La bioluminescence est également un bon système de communication, notamment chez les bactéries. Ces dernières régulent la densité de population par quorum sensing. Il s’agit d’un échange de nombreux signaux chimiques permettant d’avertir les autres. Lorsque la population devient trop dense à certains endroits de la surface qu’elles ont colonisés, l’expression du gène de la bioluminescence est activée afin d’avertir les autres plus loin.
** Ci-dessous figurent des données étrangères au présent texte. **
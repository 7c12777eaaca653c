//! # PgStore
//!
//! Assignment storage backed by two PostgreSQL tables, see `migrations/`.
use std::time::Duration;

use async_trait::async_trait;
use sqlx::postgres::{PgPool, Postgres};
use sqlx::Transaction;
use tracing::error;

use super::{fill_counts, AssignmentStore, ExclusiveTransaction};
use crate::error::{StoreError, StoreResult};
use crate::{
    Assignment, NewAssignment, PoolConfig, Settings, GROUPS_SETTING_KEY, TOTAL_SETTING_KEY,
};

/// Classify a sqlx error by what a caller can do about it.
fn classify(command: &str, error: sqlx::Error) -> StoreError {
    if is_conflict_error(&error) {
        return StoreError::conflict(command, error);
    }

    error!("{} query failed with: {}", command, error);
    StoreError::unavailable(command, error)
}

/// Errors after which re-running the whole assignment from the top is safe and likely to succeed.
fn is_conflict_error(error: &sqlx::Error) -> bool {
    match error {
        sqlx::Error::Database(db_error) => match db_error.code() {
            // See: PostgreSQL SQLSTATE appendix
            // 55P03  lock_not_available (lock_timeout)
            // 40001  serialization_failure
            // 40P01  deadlock_detected
            // 23505  unique_violation, the token was inserted by someone else
            Some(code) => matches!(code.as_ref(), "55P03" | "40001" | "40P01" | "23505"),
            None => false,
        },
        _ => false,
    }
}

async fn read_settings<'c, E>(executor: E) -> StoreResult<Settings>
where
    E: sqlx::Executor<'c, Database = Postgres>,
{
    let rows: Vec<(String, i64)> = sqlx::query_as(
        r#"
SELECT key, value
FROM assignment_settings
WHERE key IN ($1, $2)
        "#,
    )
    .bind(TOTAL_SETTING_KEY)
    .bind(GROUPS_SETTING_KEY)
    .fetch_all(executor)
    .await
    .map_err(|error| classify("SELECT", error))?;

    let mut settings = Settings::new(0, 0);
    for (key, value) in rows {
        match key.as_str() {
            TOTAL_SETTING_KEY => settings.total = value,
            GROUPS_SETTING_KEY => settings.group_count = value,
            _ => {}
        }
    }
    Ok(settings)
}

async fn read_group_counts<'c, E>(executor: E, group_count: usize) -> StoreResult<Vec<i64>>
where
    E: sqlx::Executor<'c, Database = Postgres>,
{
    let rows: Vec<(i32, i64)> = sqlx::query_as(
        r#"
SELECT group_number, COUNT(*)
FROM group_assignments
GROUP BY group_number
        "#,
    )
    .fetch_all(executor)
    .await
    .map_err(|error| classify("SELECT", error))?;

    Ok(fill_counts(rows, group_count))
}

pub struct PgStore {
    pool: PgPool,
    lock_timeout: Duration,
}

impl PgStore {
    /// Connect a new pool. `lock_timeout` bounds how long an assignment waits for the writer lock.
    pub async fn new(config: &PoolConfig, lock_timeout: Duration) -> StoreResult<Self> {
        let pool = config
            .connect()
            .await
            .map_err(|error| StoreError::unavailable("CONNECT", error))?;

        Ok(Self::from_pool(pool, lock_timeout))
    }

    #[doc(hidden)] // Mostly for testing, but safe to expose
    pub fn from_pool(pool: PgPool, lock_timeout: Duration) -> Self {
        Self { pool, lock_timeout }
    }

    pub async fn migrate(&self) -> StoreResult<()> {
        sqlx::migrate!("./migrations")
            .run(&self.pool)
            .await
            .map_err(|error| StoreError::unavailable("MIGRATE", error))
    }
}

pub struct PgTransaction {
    tx: Transaction<'static, Postgres>,
}

#[async_trait]
impl ExclusiveTransaction for PgTransaction {
    async fn find_group(&mut self, token: &str) -> StoreResult<Option<i32>> {
        sqlx::query_scalar("SELECT group_number FROM group_assignments WHERE token = $1")
            .bind(token)
            .fetch_optional(&mut *self.tx)
            .await
            .map_err(|error| classify("SELECT", error))
    }

    async fn settings(&mut self) -> StoreResult<Settings> {
        read_settings(&mut *self.tx).await
    }

    async fn group_counts(&mut self, group_count: usize) -> StoreResult<Vec<i64>> {
        read_group_counts(&mut *self.tx, group_count).await
    }

    async fn insert(&mut self, assignment: NewAssignment) -> StoreResult<()> {
        sqlx::query(
            r#"
INSERT INTO group_assignments
    (token, group_number, created_at)
VALUES
    ($1, $2, $3)
            "#,
        )
        .bind(&assignment.token)
        .bind(assignment.group)
        .bind(assignment.created_at)
        .execute(&mut *self.tx)
        .await
        .map_err(|error| classify("INSERT", error))?;

        Ok(())
    }

    async fn commit(self: Box<Self>) -> StoreResult<()> {
        self.tx
            .commit()
            .await
            .map_err(|error| classify("COMMIT", error))
    }

    async fn rollback(self: Box<Self>) -> StoreResult<()> {
        self.tx
            .rollback()
            .await
            .map_err(|error| classify("ROLLBACK", error))
    }
}

#[async_trait]
impl AssignmentStore for PgStore {
    async fn begin_exclusive(&self) -> StoreResult<Box<dyn ExclusiveTransaction>> {
        let mut tx = self
            .pool
            .begin()
            .await
            .map_err(|error| classify("BEGIN", error))?;

        // SET commands don't accept bind parameters. The value only lives until the end of this
        // transaction.
        let lock_ms = self.lock_timeout.as_millis();
        sqlx::query(&format!("SET LOCAL lock_timeout = '{lock_ms}ms'"))
            .execute(&mut *tx)
            .await
            .map_err(|error| classify("SET", error))?;

        // EXCLUSIVE conflicts with every writer and with itself, but not with plain SELECTs, so
        // status reads keep flowing while a decision is being made.
        sqlx::query("LOCK TABLE group_assignments IN EXCLUSIVE MODE")
            .execute(&mut *tx)
            .await
            .map_err(|error| classify("LOCK", error))?;

        Ok(Box::new(PgTransaction { tx }))
    }

    async fn settings(&self) -> StoreResult<Settings> {
        read_settings(&self.pool).await
    }

    async fn update_settings(&self, settings: Settings) -> StoreResult<()> {
        // One statement, so both values change together.
        sqlx::query(
            r#"
INSERT INTO assignment_settings
    (key, value)
VALUES
    ($1, $2), ($3, $4)
ON CONFLICT (key) DO UPDATE SET value = EXCLUDED.value
            "#,
        )
        .bind(TOTAL_SETTING_KEY)
        .bind(settings.total)
        .bind(GROUPS_SETTING_KEY)
        .bind(settings.group_count)
        .execute(&self.pool)
        .await
        .map_err(|error| classify("UPSERT", error))?;

        Ok(())
    }

    async fn seed_settings(&self, defaults: Settings) -> StoreResult<()> {
        sqlx::query(
            r#"
INSERT INTO assignment_settings
    (key, value)
VALUES
    ($1, $2), ($3, $4)
ON CONFLICT (key) DO NOTHING
            "#,
        )
        .bind(TOTAL_SETTING_KEY)
        .bind(defaults.total)
        .bind(GROUPS_SETTING_KEY)
        .bind(defaults.group_count)
        .execute(&self.pool)
        .await
        .map_err(|error| classify("INSERT", error))?;

        Ok(())
    }

    async fn group_counts(&self, group_count: usize) -> StoreResult<Vec<i64>> {
        read_group_counts(&self.pool, group_count).await
    }

    async fn assigned_total(&self) -> StoreResult<i64> {
        sqlx::query_scalar("SELECT COUNT(*) FROM group_assignments")
            .fetch_one(&self.pool)
            .await
            .map_err(|error| classify("SELECT", error))
    }

    async fn find_assignment(&self, token: &str) -> StoreResult<Option<Assignment>> {
        sqlx::query_as(
            r#"
SELECT token, group_number, created_at
FROM group_assignments
WHERE token = $1
            "#,
        )
        .bind(token)
        .fetch_optional(&self.pool)
        .await
        .map_err(|error| classify("SELECT", error))
    }

    async fn reset_assignments(&self) -> StoreResult<u64> {
        let result = sqlx::query("DELETE FROM group_assignments")
            .execute(&self.pool)
            .await
            .map_err(|error| classify("DELETE", error))?;

        Ok(result.rows_affected())
    }
}
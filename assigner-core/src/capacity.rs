use crate::{AssignError, Settings};

/// Split `total` seats over `group_count` groups.
///
/// Every group gets `total / group_count` seats and the first `total % group_count` groups get one
/// more, so the result always sums to `total` and no two groups differ by more than one.
/// e.g. 1000 over 7 groups -> [143, 143, 143, 143, 143, 143, 142]
pub fn compute_capacities(total: i64, group_count: i64) -> Result<Vec<i64>, AssignError> {
    let settings = Settings::new(total, group_count);
    settings.validate()?;

    let base = total / group_count;
    let extra = (total % group_count) as usize;

    Ok((0..settings.groups())
        .map(|index| if index < extra { base + 1 } else { base })
        .collect())
}
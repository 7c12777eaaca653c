// Labeled with the group number the participant landed in.
pub const ASSIGNMENTS_CREATED: &str = "assignments_created_total";
// Requests answered from an existing assignment.
pub const ASSIGNMENTS_REUSED: &str = "assignments_reused_total";
// Labeled with the error kind.
pub const ASSIGNMENT_ERRORS: &str = "assignment_errors_total";
pub const ASSIGNMENT_RETRIES: &str = "assignment_retries_total";
// Wall time of one assign call in seconds, including the wait for the writer lock.
pub const ASSIGNMENT_DURATION: &str = "assignment_duration_seconds";
pub const ASSIGNMENTS_RESET: &str = "assignments_reset_total";
pub const SETTINGS_UPDATED: &str = "assignment_settings_updated_total";
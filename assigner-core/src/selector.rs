use std::sync::Mutex;

use rand::rngs::{OsRng, StdRng};
use rand::{Rng, SeedableRng};

/// Source of randomness used to break ties between equally loaded groups.
///
/// Participants must not be able to predict where they will land, so production code uses
/// `OsTieBreaker`. Tests can inject a seeded or fixed implementation.
pub trait TieBreaker: Send + Sync {
    /// Return an index in `0..candidates`. `candidates` is never zero.
    fn pick(&self, candidates: usize) -> usize;
}

/// Draws from the operating system CSPRNG.
#[derive(Debug, Default, Clone, Copy)]
pub struct OsTieBreaker;

impl TieBreaker for OsTieBreaker {
    fn pick(&self, candidates: usize) -> usize {
        OsRng.gen_range(0..candidates)
    }
}

/// Reproducible tie breaker, for tests and simulations only.
#[derive(Debug)]
pub struct SeededTieBreaker {
    rng: Mutex<StdRng>,
}

impl SeededTieBreaker {
    pub fn new(seed: u64) -> Self {
        Self {
            rng: Mutex::new(StdRng::seed_from_u64(seed)),
        }
    }
}

impl TieBreaker for SeededTieBreaker {
    fn pick(&self, candidates: usize) -> usize {
        // A poisoned lock only means another picker panicked, the rng state is still usable.
        let mut rng = self.rng.lock().unwrap_or_else(|poisoned| poisoned.into_inner());
        rng.gen_range(0..candidates)
    }
}

/// Always picks the candidate at the given position (clamped to the last candidate).
#[derive(Debug, Default, Clone, Copy)]
pub struct FixedTieBreaker(pub usize);

impl TieBreaker for FixedTieBreaker {
    fn pick(&self, candidates: usize) -> usize {
        self.0.min(candidates - 1)
    }
}

/// Pick the group with the most remaining seats.
///
/// `remaining = capacity - count` can be negative once every group is overbooked; the least
/// overbooked group still wins, so balance holds past capacity. Ties are broken by
/// `tie_breaker`. Returns a 0-based index, or `None` when there are no groups.
pub fn choose_group(
    counts: &[i64],
    capacities: &[i64],
    tie_breaker: &dyn TieBreaker,
) -> Option<usize> {
    debug_assert_eq!(counts.len(), capacities.len());

    let remaining: Vec<i64> = capacities
        .iter()
        .zip(counts)
        .map(|(capacity, count)| capacity - count)
        .collect();

    let best = *remaining.iter().max()?;
    let candidates: Vec<usize> = remaining
        .iter()
        .enumerate()
        .filter(|(_, r)| **r == best)
        .map(|(index, _)| index)
        .collect();

    Some(candidates[tie_breaker.pick(candidates.len())])
}
mod admin;
mod app;
mod assign;
mod error;

pub use app::add_routes;
pub use app::AppState;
La raison la plus simple de l’apparition de la bioluminescence au cours de l’évolution reste le fait de pouvoir s’éclairer dans les profondeurs abyssales, comme la baudroie des Abysses. De nombreuses créatures marines vivent à une profondeur que la lumière n’atteint plus.



Une source d’inspiration

Les bactéries lumineuses Photobacterium et Vibrio ont permis d’isoler le gène codant pour la luciférase. Elle est utilisée comme un gène marqueur, appelé lux. C’est-à-dire qu’il est inséré à l’intérieur d’un génome et lorsque le gène est activé, il est exprimé et il y aura expression de lumière. Ce gène lux a été introduit dans une bactérie, Pseudomonas fluorescens. Lorsque celle-ci est en présence de polluants, elle émet désormais une lumière bleue. Elle est utilisée pour déterminer la pollution chimique d’un milieu. L’isolement d’un gène marqueur permettant de tracer la production de protéines par expression lumineuse est couramment utilisé dans la recherche.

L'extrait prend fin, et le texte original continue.